The idea of eating with the seasons isn’t top of mind these days. After all, we can get tomatoes in January, pomegranates in July, and lettuce all year round. Back before we had a global transit system devoted to moving food around the world, eating with the seasons wasn’t some kind of luxury option. It was a necessity. The question is, is it still necessary?
The answer turns out to be a resounding “Yes!!” Dr. John Douillard of lifespa.com tells us that our gut microbes change throughout the seasons, and what we digest well in one season may be problematic in another.

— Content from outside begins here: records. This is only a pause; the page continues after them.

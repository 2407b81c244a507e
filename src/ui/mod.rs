pub mod layout;
pub mod theme;
pub mod views;
pub mod widgets;
use rand::Rng;

use crate::sensors::SensorKind;

/// Uniform noise in [-0.5, 0.5), substitutable in tests
pub trait NoiseSource {
    fn sample(&mut self) -> f32;
}

/// Production noise backed by the thread RNG
pub struct RandNoise;

impl NoiseSource for RandNoise {
    fn sample(&mut self) -> f32 {
        rand::thread_rng().gen::<f32>() - 0.5
    }
}

/// Fabricate one reading: range midpoint, a slow sine drift on a 10 s period,
/// and uniform jitter, clamped to the sensor's range.
pub fn reading(kind: SensorKind, elapsed_secs: f64, noise: &mut dyn NoiseSource) -> f32 {
    let (min, max) = kind.range();
    let variation = (max - min) * 0.1;
    let base = (max + min) / 2.0;
    let drift = (elapsed_secs / 10.0).sin() as f32 * variation * 0.5;
    let value = base + noise.sample() * variation + drift;
    value.clamp(min, max)
}

#[cfg(test)]
pub mod test_support {
    use super::NoiseSource;

    /// Replays a fixed sequence of noise values, cycling when exhausted
    pub struct StubNoise {
        values: Vec<f32>,
        index: usize,
    }

    impl StubNoise {
        pub fn new(values: Vec<f32>) -> Self {
            Self { values, index: 0 }
        }
    }

    impl NoiseSource for StubNoise {
        fn sample(&mut self) -> f32 {
            let v = self.values[self.index % self.values.len()];
            self.index += 1;
            v
        }
    }
}

#[cfg(test)]
mod tests {
    use super::test_support::StubNoise;
    use super::*;

    #[test]
    fn readings_stay_in_range_across_many_random_ticks() {
        let mut noise = RandNoise;
        let kinds = [
            SensorKind::Temperature,
            SensorKind::Humidity,
            SensorKind::Pressure,
            SensorKind::Light,
        ];
        for kind in kinds {
            let (min, max) = kind.range();
            for i in 0..1000 {
                let value = reading(kind, i as f64, &mut noise);
                assert!(value >= min && value <= max, "{:?}: {}", kind, value);
            }
        }
    }

    #[test]
    fn zero_noise_at_t_zero_gives_the_midpoint() {
        let mut noise = StubNoise::new(vec![0.0]);
        let value = reading(SensorKind::Temperature, 0.0, &mut noise);
        assert!((value - 30.0).abs() < 1e-6);
    }

    #[test]
    fn extreme_noise_is_clamped() {
        // Noise far outside [-0.5, 0.5) still cannot escape the range
        let mut noise = StubNoise::new(vec![100.0]);
        let value = reading(SensorKind::Pressure, 0.0, &mut noise);
        assert_eq!(value, 105.0);
    }
}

Winter is a time for heavy, warming foods, the kind that can potentially put padding on us to keep us toasty in the colder months. Come spring, the body is ready to shed the heaviness and extra packaging. If you listen, really listen, to your body, you may find that it is craving fresh, colorful vegetables and greens.
You don’t have to be dogmatic about eating with the seasons. Just include more foods that are in season and eat less foods that are obviously out of season. Spring foods tend to be more cleansing and less dense. Try young bitter greens like arugula, asparagus, green peas, lettuce and parsley, brothy soups that include lots of vegetables, and organic berries – strawberries, blueberries, raspberries . . . is your mouth watering yet?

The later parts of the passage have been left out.